Segundo martes de cada mes
Participación regular en un espacio de improvisación de historias orales que se celebra el segundo martes de cada mes, formato pequeño en apariencia pero de una exigencia narrativa considerable: tres palabras escogidas al azar entre el público son el único punto de partida para construir, ahí mismo y sin red, una historia completa.
No hay guion previo ni margen para preparar nada. Se lanzan las palabras, se ordenan las ideas en cuestión de segundos y se empieza a hablar confiando en que el oficio y la práctica acumulada sostengan lo que la improvisación pura no puede garantizar. Es un ejercicio que obliga a estar completamente presente, a escuchar lo que uno mismo va diciendo casi al mismo tiempo que lo dice, y a encontrar estructura donde en principio no hay ninguna.
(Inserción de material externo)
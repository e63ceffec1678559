use anyhow::{anyhow, Result};
use std::path::Path;
use std::sync::Arc;
use tracing::{debug, warn};

pub mod analysis;
pub mod analyzer;
pub mod i18n;
pub mod image;
pub mod languages;
pub mod logging;
mod paths;
pub mod preferences;
pub mod prompt;
pub mod providers;
pub mod render;
pub mod server;
pub mod settings;

pub use analysis::AnalysisResult;
pub use analyzer::Analyzer;
pub use i18n::TranslationStore;
pub use image::ImageData;
pub use languages::Language;
pub use providers::{Gemini, Provider};

#[derive(Debug, Clone, Copy, Default, PartialEq, Eq)]
pub enum OutputFormat {
    #[default]
    Text,
    Json,
}

#[derive(Debug, Clone, Default)]
pub struct Config {
    pub lang: Option<String>,
    pub model: Option<String>,
    pub key: Option<String>,
    pub settings_path: Option<String>,
    pub format: OutputFormat,
    pub show_enabled_languages: bool,
    /// Print a random waiting line to stderr while the model works.
    pub announce: bool,
}

pub async fn run(config: Config, image: Option<ImageData>) -> Result<String> {
    let requested = config
        .lang
        .as_deref()
        .map(str::parse::<Language>)
        .transpose()?;
    if config.show_enabled_languages {
        return Ok(format_languages());
    }

    let settings_path = config.settings_path.as_deref().map(Path::new);
    let settings = settings::load_settings(settings_path)?;

    let image =
        image.ok_or_else(|| anyhow!("no image given; pass --data or pipe an image on stdin"))?;
    let store = prepare_store(&settings, requested).await;
    let language = store.language().unwrap_or(settings.language);
    let analyzer = build_analyzer(
        &settings,
        config.key.as_deref(),
        config.model.clone(),
        store.clone(),
    );

    if config.announce {
        eprintln!("{}", announcement(&store, language));
    }
    let result = analyzer.analyze(&image.to_data_uri(), language).await;

    match config.format {
        OutputFormat::Json => Ok(serde_json::to_string_pretty(&result)?),
        OutputFormat::Text => Ok(render::render_report(&result, &store)),
    }
}

/// Builds the store from settings and loads its first language: the
/// requested one (remembered for next time), else the last one used, else
/// the configured default.
pub async fn prepare_store(
    settings: &settings::Settings,
    requested: Option<Language>,
) -> Arc<TranslationStore> {
    let store = TranslationStore::from_boxed(i18n::source::from_settings(settings))
        .with_preferences(preferences::Preferences::default_location());
    match requested {
        Some(language) => store.select(language).await,
        None => {
            let language = store.initial_language(settings.language);
            debug!("starting with language {}", language);
            store.load(language).await;
        }
    }
    Arc::new(store)
}

/// An analyzer backed by Gemini when a key can be found, or an unconfigured
/// one whose every call reports the missing credential.
pub fn build_analyzer(
    settings: &settings::Settings,
    key: Option<&str>,
    model: Option<String>,
    store: Arc<TranslationStore>,
) -> Analyzer<Gemini> {
    let provider = providers::resolve_key(key).map(|key| {
        Gemini::new(key)
            .with_model(model.unwrap_or_else(|| settings.model.clone()))
            .with_retry(settings.retry)
            .with_timeout(settings.model_timeout)
    });
    if provider.is_none() {
        warn!("no API key found (checked GEMINI_API_KEY, GOOGLE_API_KEY, API_KEY)");
    }
    Analyzer::new(provider, store).with_temperature(settings.temperature)
}

fn announcement(store: &TranslationStore, language: Language) -> String {
    let current = store.resolve_with(
        "language.current",
        &i18n::Params::new().with("language", language.native_name()),
    );
    format!(
        "{}\n{} {}",
        current,
        store.resolve("loading.analyzing"),
        store.pick("loading.waitMessages")
    )
}

fn format_languages() -> String {
    Language::ALL
        .iter()
        .map(|language| format!("{}\t{}", language.code(), language.native_name()))
        .collect::<Vec<_>>()
        .join("\n")
}

#[cfg(test)]
mod tests {
    use super::*;

    #[test]
    fn lists_languages_with_native_names() {
        let listing = format_languages();
        assert_eq!(listing.lines().count(), Language::ALL.len());
        assert!(listing.starts_with("en\tEnglish"));
        assert!(listing.contains("ko\t한국어"));
    }

    #[tokio::test]
    async fn announcement_names_language_and_progress() {
        let store = i18n::test_support::loaded_store(
            Language::Ja,
            r#"{"language.current": "言語: {language}", "loading.analyzing": "分析中...", "loading.waitMessages": ["少々お待ちください"]}"#,
        )
        .await;
        assert_eq!(
            announcement(&store, Language::Ja),
            "言語: 日本語\n分析中... 少々お待ちください"
        );
    }

    #[tokio::test]
    async fn unknown_language_is_rejected_before_analysis() {
        let config = Config {
            lang: Some("xx".to_string()),
            ..Config::default()
        };
        let err = run(config, None).await.unwrap_err();
        assert!(err.to_string().contains("unsupported language code 'xx'"));
    }
}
Siempre he sentido predilección por la improvisación como herramienta narrativa, así que este espacio se ha convertido en una cita fija dentro de mi actividad como narrador. Cada sesión es distinta, cada combinación de palabras plantea un reto nuevo, y esa incertidumbre, lejos de resultar incómoda, es precisamente lo que lo hace tan estimulante. Es un formato pequeño, sí, pero de los que más enseñan sobre el oficio de contar historias.